A look at the film demonstrates that the player credited with a sack is often not the one who was most responsible for creating it.
Recently, I went over the many reasons that sacks can be a misleading statistic when it comes to evaluating individual pass-rushers.
One of the biggest reasons is that, oftentimes, the sack was not actually created by the player who finished it to receive credit, but rather another player whose pressure opened up an easy opportunity for the eventual finisher.
Let’s look at a few examples of this phenomenon.
Aaron Donald is arguably the most destructive pass-rusher in the game, ranking second in the league in sacks (72.0) and first in quarterback hits (173) since he entered the league in 2014 – as an interior lineman.
As great as those numbers are, they still do not capture the entirety of Donald’s impact.
Donald may not have finished the sack (he was shoved by the RG, so it was almost impossible to do so), but he beat his man and penetrated the pocket so quickly that Jameis Winston had absolutely no chance of getting a throw off.

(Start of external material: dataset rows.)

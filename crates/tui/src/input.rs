//! Single-line query input backed by `tui-textarea`.

use ratatui::Frame;
use ratatui::crossterm::event::{KeyCode, KeyEvent, KeyModifiers};
use ratatui::layout::Rect;
use ratatui::style::{Modifier, Style};
use tui_textarea::TextArea;

use crate::style::Theme;

const PLACEHOLDER: &str = "Search movies...";

/// Editable search box. Newlines are never inserted; `Enter` belongs to the
/// caller.
pub struct QueryInput<'a> {
	textarea: TextArea<'a>,
	theme: Theme,
}

impl<'a> QueryInput<'a> {
	#[must_use]
	pub fn new(theme: Theme) -> Self {
		Self {
			textarea: styled_textarea(&theme),
			theme,
		}
	}

	pub fn set_theme(&mut self, theme: Theme) {
		self.theme = theme;
		let text = self.text();
		self.textarea = styled_textarea(&theme);
		self.textarea.insert_str(text);
	}

	/// Feed a key press into the editor. Returns whether the text changed.
	pub fn input(&mut self, key: KeyEvent) -> bool {
		if is_line_break(&key) {
			return false;
		}
		self.textarea.input(key)
	}

	/// Current text with no trimming applied.
	#[must_use]
	pub fn text(&self) -> String {
		self.textarea.lines().join(" ")
	}

	pub fn set_text(&mut self, text: &str) {
		self.clear();
		self.textarea.insert_str(text.replace(['\r', '\n'], " "));
	}

	pub fn clear(&mut self) {
		self.textarea = styled_textarea(&self.theme);
	}

	/// Render the editor, showing the cursor only while focused.
	pub fn render(&mut self, frame: &mut Frame, area: Rect, focused: bool) {
		let cursor = if focused {
			Style::default().add_modifier(Modifier::REVERSED)
		} else {
			Style::default()
		};
		self.textarea.set_cursor_style(cursor);
		frame.render_widget(&self.textarea, area);
	}
}

fn styled_textarea<'a>(theme: &Theme) -> TextArea<'a> {
	let mut textarea = TextArea::default();
	textarea.set_placeholder_text(PLACEHOLDER);
	textarea.set_placeholder_style(theme.muted_style());
	textarea.set_cursor_line_style(Style::default());
	textarea
}

fn is_line_break(key: &KeyEvent) -> bool {
	matches!(key.code, KeyCode::Enter)
		|| (key.modifiers.contains(KeyModifiers::CONTROL)
			&& matches!(key.code, KeyCode::Char('m') | KeyCode::Char('j')))
}
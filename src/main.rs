mod cli;
mod settings;
mod workflow;

use anyhow::Result;
use cli::{OutputFormat, parse_cli, print_json, print_plain};
use settings::ResolvedConfig;
use workflow::SearchWorkflow;

fn main() -> Result<()> {
	let cli = parse_cli();

	if cli.list_themes {
		for name in cinefind::tui::style::names() {
			println!("{name}");
		}
		return Ok(());
	}

	let resolved = settings::load(&cli)?;

	if cli.print_config {
		resolved.print_summary();
	}

	if let Some(path) = &resolved.log_file {
		cinefind::logging::initialize(&resolved.log_level, path);
	}

	run_search(cli.output, resolved)
}

/// Execute the search workflow and print output in the chosen format.
fn run_search(format: OutputFormat, settings: ResolvedConfig) -> Result<()> {
	let workflow = SearchWorkflow::from_config(settings)?;
	let outcome = workflow.run()?;

	match format {
		OutputFormat::Plain => print_plain(&outcome),
		OutputFormat::Json => print_json(&outcome)?,
	}

	Ok(())
}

Sebastian Joseph-Day chased Winston down for the solo sack credit, but the positive result for Los Angeles was entirely thanks to Donald’s pressure.
Nathan Shepherd made some plays of this ilk for the Jets in 2019. He had an excellent finish to the season as a pass-rusher upon returning from suspension, recording a 10.4% pressure rate that ranked at the 83rd percentile among qualified interior defensive linemen.
From the 1/2i-tech position on this play, Shepherd uses a long-arm move to blast the center into Ryan Fitzpatrick‘s lap, forcing him to scramble into the arms of Jordan Jenkins for a sack. It’s a great finish by Jenkins, but the sack only happens because of Shepherd.